Hi,
New to the community and have been trying out a local server this weekend when I got
the same error as you when using my owm private key (pem).
I have a workaround that involves not encrypting the pem file:
The first step creates the key and certificate:
openssl req -x509 -nodes -days 1825 -newkey rsa:2048 -keyout server.key -out server.crt
You will be prompted as usual for country code, state, city, etc.
The second step creates an unencrypted pem file from the key:
openssl pkcs8 -nocrypt -topk8 -inform PEM -outform PEM -in server.key -out server_nocrypt.pem
You wont be prompted from the encryption password.

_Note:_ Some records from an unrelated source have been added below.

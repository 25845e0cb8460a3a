use serde::{Deserialize, Serialize};
use std::path::PathBuf;

/// Main configuration structure
///
/// Loaded from the config file when present, otherwise defaults.
#[derive(Debug, Clone, Serialize, Deserialize, Default)]
#[serde(default)]
pub struct Config {
    pub github: GitHubConfig,
    pub feed: FeedConfig,
}

impl Config {
    /// Load config from the default location, falling back to defaults
    pub fn load() -> crate::Result<Self> {
        let config_path = Self::config_path()?;

        if config_path.exists() {
            let contents = std::fs::read_to_string(&config_path)?;
            let config: Config = toml::from_str(&contents)
                .map_err(|e| crate::Error::ConfigError(format!("Failed to parse config: {}", e)))?;
            Ok(config)
        } else {
            Ok(Self::default())
        }
    }

    /// Save config to disk
    pub fn save(&self) -> crate::Result<()> {
        let config_path = Self::config_path()?;

        if let Some(parent) = config_path.parent() {
            std::fs::create_dir_all(parent)?;
        }

        let contents = toml::to_string_pretty(self)
            .map_err(|e| crate::Error::ConfigError(format!("Failed to serialize config: {}", e)))?;

        std::fs::write(&config_path, contents)?;
        Ok(())
    }

    /// Config file path - XDG on Linux/macOS, AppData on Windows
    fn config_path() -> crate::Result<PathBuf> {
        let config_dir = dirs::config_dir()
            .ok_or_else(|| crate::Error::ConfigError("Could not find config directory".into()))?
            .join("issuedeck");

        Ok(config_dir.join("config.toml"))
    }
}

#[derive(Debug, Clone, Serialize, Deserialize)]
pub struct GitHubConfig {
    /// GitHub personal access token
    /// Get one at https://github.com/settings/tokens
    pub token: Option<String>,

    /// API URL (for GitHub Enterprise)
    #[serde(default = "default_github_url")]
    pub api_url: String,
}

fn default_github_url() -> String {
    "https://api.github.com".to_string()
}

impl Default for GitHubConfig {
    fn default() -> Self {
        Self {
            token: None,
            api_url: default_github_url(),
        }
    }
}

#[derive(Debug, Clone, Serialize, Deserialize)]
pub struct FeedConfig {
    /// Page size for the single-request feed path
    #[serde(default = "default_page_size")]
    pub page_size: u32,

    /// Pages pulled per paginated fetch
    #[serde(default = "default_page_budget")]
    pub page_budget: u32,

    /// Auto-fetch once this few unseen cards remain
    #[serde(default = "default_low_watermark")]
    pub low_watermark: usize,
}

fn default_page_size() -> u32 {
    30
}

fn default_page_budget() -> u32 {
    3
}

fn default_low_watermark() -> usize {
    10
}

impl Default for FeedConfig {
    fn default() -> Self {
        Self {
            page_size: default_page_size(),
            page_budget: default_page_budget(),
            low_watermark: default_low_watermark(),
        }
    }
}
use issuedeck_api::{RawIssue, RawLabel};

use crate::models::{Author, Issue, Label};

/// Color assigned to labels that arrive without one
pub const DEFAULT_LABEL_COLOR: &str = "000000";

/// Canonicalizes raw search items into the stable `Issue` shape.
///
/// Everything here is total: malformed or missing fields become safe
/// defaults, never errors. The optional language is stamped onto each issue
/// because the search that produced the batch was already filtered on it.
#[derive(Debug, Clone, Default)]
pub struct Normalizer {
    language: Option<String>,
}

impl Normalizer {
    pub fn new() -> Self {
        Self { language: None }
    }

    pub fn with_language(language: Option<String>) -> Self {
        // Blank language carries no information
        let language = language.filter(|l| !l.is_empty());
        Self { language }
    }

    pub fn normalize(&self, raw: RawIssue) -> Issue {
        let repo_name = repo_name_from_url(&raw.repository_url);

        let labels = raw.labels.into_iter().map(normalize_label).collect();

        let author = match raw.user {
            Some(user) if !user.login.is_empty() => Author {
                login: user.login,
                avatar_url: user.avatar_url,
            },
            _ => Author {
                login: "unknown".to_string(),
                avatar_url: String::new(),
            },
        };

        Issue {
            id: raw.id,
            number: raw.number,
            title: raw.title,
            body: raw.body,
            url: raw.html_url,
            source_repo_url: raw.repository_url,
            labels,
            author,
            created_at: raw.created_at,
            comment_count: raw.comments,
            repo_name,
            language: self.language.clone(),
        }
    }

    pub fn normalize_all(&self, raw: Vec<RawIssue>) -> Vec<Issue> {
        raw.into_iter().map(|item| self.normalize(item)).collect()
    }
}

fn normalize_label(raw: RawLabel) -> Label {
    match raw {
        RawLabel::Name(name) => Label {
            name,
            color: DEFAULT_LABEL_COLOR.to_string(),
        },
        RawLabel::Record { name, color } => Label {
            name: name.unwrap_or_default(),
            color: color.unwrap_or_else(|| DEFAULT_LABEL_COLOR.to_string()),
        },
    }
}

/// Last two path segments of the repository URL, e.g.
/// `https://api.github.com/repos/owner/repo` -> `owner/repo`.
///
/// Intentionally unvalidated: a malformed URL yields whatever its tail
/// segments are rather than an error.
fn repo_name_from_url(url: &str) -> String {
    let segments: Vec<&str> = url.split('/').collect();
    let start = segments.len().saturating_sub(2);
    segments[start..].join("/")
}
use serde::{Deserialize, Serialize};
use tracing::error;

use crate::{
    feed::IssueSearcher,
    models::{FeedFilter, Issue},
    normalize::Normalizer,
    query::build_search_query,
    Error, Result,
};

/// Page size for the single-request feed path
pub const FEED_PAGE_SIZE: u32 = 30;

/// Query parameters as the feed endpoint receives them.
///
/// `good_first_only` is the raw string form: exactly `"true"` enables the
/// filter, anything else (or nothing) disables it.
#[derive(Debug, Clone, Default, Deserialize)]
#[serde(rename_all = "camelCase", default)]
pub struct FeedParams {
    pub language: Option<String>,
    pub good_first_only: Option<String>,
    pub page: Option<u32>,
}

impl FeedParams {
    pub fn filter(&self) -> FeedFilter {
        FeedFilter {
            language: self.language.clone().filter(|l| !l.is_empty()),
            good_first_only: self.good_first_only.as_deref() == Some("true"),
        }
    }
}

/// What the endpoint hands back on success
#[derive(Debug, Clone, Serialize)]
pub struct FeedResponse {
    pub issues: Vec<Issue>,
    #[serde(rename = "hasMore")]
    pub has_more: bool,
}

/// Backs the feed endpoint the UI consumes: one search request, normalized
/// issues out.
///
/// Upstream trouble on this path is surfaced as a fixed generic error -
/// the real cause goes to the server log, never to the caller.
pub struct FeedService {
    searcher: Box<dyn IssueSearcher>,
    page_size: u32,
}

impl FeedService {
    pub fn new(searcher: Box<dyn IssueSearcher>) -> Self {
        Self::with_page_size(searcher, FEED_PAGE_SIZE)
    }

    pub fn with_page_size(searcher: Box<dyn IssueSearcher>, page_size: u32) -> Self {
        Self {
            searcher,
            page_size,
        }
    }

    pub async fn issues(&self, params: &FeedParams) -> Result<FeedResponse> {
        let filter = params.filter();
        let query = build_search_query(&filter);
        let page = params.page.unwrap_or(1);

        match self.searcher.search_issues(&query, self.page_size, page).await {
            Ok(results) => {
                let has_more = results.items.len() as u32 == self.page_size;
                let issues =
                    Normalizer::with_language(filter.language).normalize_all(results.items);
                Ok(FeedResponse { issues, has_more })
            }
            Err(err) => {
                error!("Error fetching issues: {}", err);
                Err(Error::FeedUnavailable)
            }
        }
    }
}

#[cfg(test)]
mod tests {
    use super::*;
    use crate::feed::SearchPage;
    use chrono::Utc;
    use issuedeck_api::{RawIssue, RawLabel};
    use mockall::mock;

    mock! {
        Searcher {}

        #[async_trait::async_trait]
        impl IssueSearcher for Searcher {
            async fn search_issues(
                &self,
                query: &str,
                per_page: u32,
                page: u32,
            ) -> Result<SearchPage>;
        }
    }

    fn raw_issue(id: u64) -> RawIssue {
        RawIssue {
            id,
            number: id,
            title: "Test Issue".to_string(),
            body: None,
            html_url: format!("https://github.com/owner/repo/issues/{}", id),
            repository_url: "https://api.github.com/repos/owner/repo".to_string(),
            labels: vec![RawLabel::Name("enhancement".to_string())],
            user: None,
            created_at: Utc::now(),
            comments: 2,
        }
    }

    #[test]
    fn test_params_parse_from_the_wire() {
        let params: FeedParams =
            serde_json::from_str(r#"{"language":"rust","goodFirstOnly":"true","page":3}"#).unwrap();
        let filter = params.filter();
        assert_eq!(filter.language.as_deref(), Some("rust"));
        assert!(filter.good_first_only);
        assert_eq!(params.page, Some(3));
    }

    #[tokio::test]
    async fn test_params_become_the_expected_query() {
        let mut searcher = MockSearcher::new();
        searcher
            .expect_search_issues()
            .withf(|query, per_page, page| {
                query == "is:open is:issue label:\"good first issue\" language:python no:assignee comments:>0"
                    && *per_page == FEED_PAGE_SIZE
                    && *page == 2
            })
            .times(1)
            .returning(|_, _, _| {
                Ok(SearchPage {
                    total_count: 1,
                    items: vec![raw_issue(1)],
                })
            });

        let service = FeedService::new(Box::new(searcher));
        let params = FeedParams {
            language: Some("python".to_string()),
            good_first_only: Some("true".to_string()),
            page: Some(2),
        };

        let response = service.issues(&params).await.unwrap();
        assert_eq!(response.issues.len(), 1);
        assert_eq!(response.issues[0].repo_name, "owner/repo");
        assert!(!response.has_more);
    }

    #[tokio::test]
    async fn test_good_first_only_requires_literal_true() {
        let mut searcher = MockSearcher::new();
        searcher
            .expect_search_issues()
            .withf(|query, _, page| {
                query == "is:open is:issue no:assignee comments:>0" && *page == 1
            })
            .times(1)
            .returning(|_, _, _| {
                Ok(SearchPage {
                    total_count: 0,
                    items: vec![],
                })
            });

        let service = FeedService::new(Box::new(searcher));
        let params = FeedParams {
            language: None,
            good_first_only: Some("yes".to_string()),
            page: None,
        };

        let response = service.issues(&params).await.unwrap();
        assert!(response.issues.is_empty());
        assert!(!response.has_more);
    }

    #[tokio::test]
    async fn test_full_page_reports_has_more() {
        let mut searcher = MockSearcher::new();
        searcher.expect_search_issues().returning(|_, _, _| {
            Ok(SearchPage {
                total_count: 500,
                items: (0..u64::from(FEED_PAGE_SIZE)).map(raw_issue).collect(),
            })
        });

        let service = FeedService::new(Box::new(searcher));
        let response = service.issues(&FeedParams::default()).await.unwrap();
        assert_eq!(response.issues.len(), 30);
        assert!(response.has_more);
    }

    #[tokio::test]
    async fn test_upstream_failure_surfaces_fixed_error() {
        let mut searcher = MockSearcher::new();
        searcher
            .expect_search_issues()
            .returning(|_, _, _| Err(Error::ApiError("GitHub API Error".to_string())));

        let service = FeedService::new(Box::new(searcher));
        let err = service.issues(&FeedParams::default()).await.unwrap_err();

        assert!(matches!(err, Error::FeedUnavailable));
        assert_eq!(err.to_string(), "Failed to fetch issues");
    }

    #[tokio::test]
    async fn test_response_serializes_for_the_wire() {
        let mut searcher = MockSearcher::new();
        searcher.expect_search_issues().returning(|_, _, _| {
            Ok(SearchPage {
                total_count: 1,
                items: vec![raw_issue(7)],
            })
        });

        let service = FeedService::new(Box::new(searcher));
        let response = service.issues(&FeedParams::default()).await.unwrap();

        let json = serde_json::to_value(&response).unwrap();
        assert_eq!(json["hasMore"], serde_json::json!(false));
        assert_eq!(json["issues"][0]["repo_name"], "owner/repo");
        assert_eq!(json["issues"][0]["labels"][0]["color"], "000000");
        assert_eq!(json["issues"][0]["author"]["login"], "unknown");
    }
}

You can test the pem file is ok:
openssl pkcs8 -nocrypt -in server_nocrypt.pem
Then copy the pem and crt to /tmp
cp ./server.crt /tmp
cp ./server_nocrypt.pem /tmp
The unix permissions on both of these files is 600.
The server.properties need to be edited as shown below. Note the
password field must be empty.
server.ssl.cert=/tmp/server.crt
server.ssl.key=/tmp/server_nocrypt.pem
server.ssl.key.pass=
Let me know if anything is unclear, etc.
Some background:
I run my local server (0.39.4) in a VirtualBox (5.2.10) Ubuntu 18.04
guest running on 18.04.
I built the server from source to put some diagnostics in.
I traced the error in sslContextHolder.java to a call to a netty
class. I tried an older and newer version of netty but didn’t make any
difference.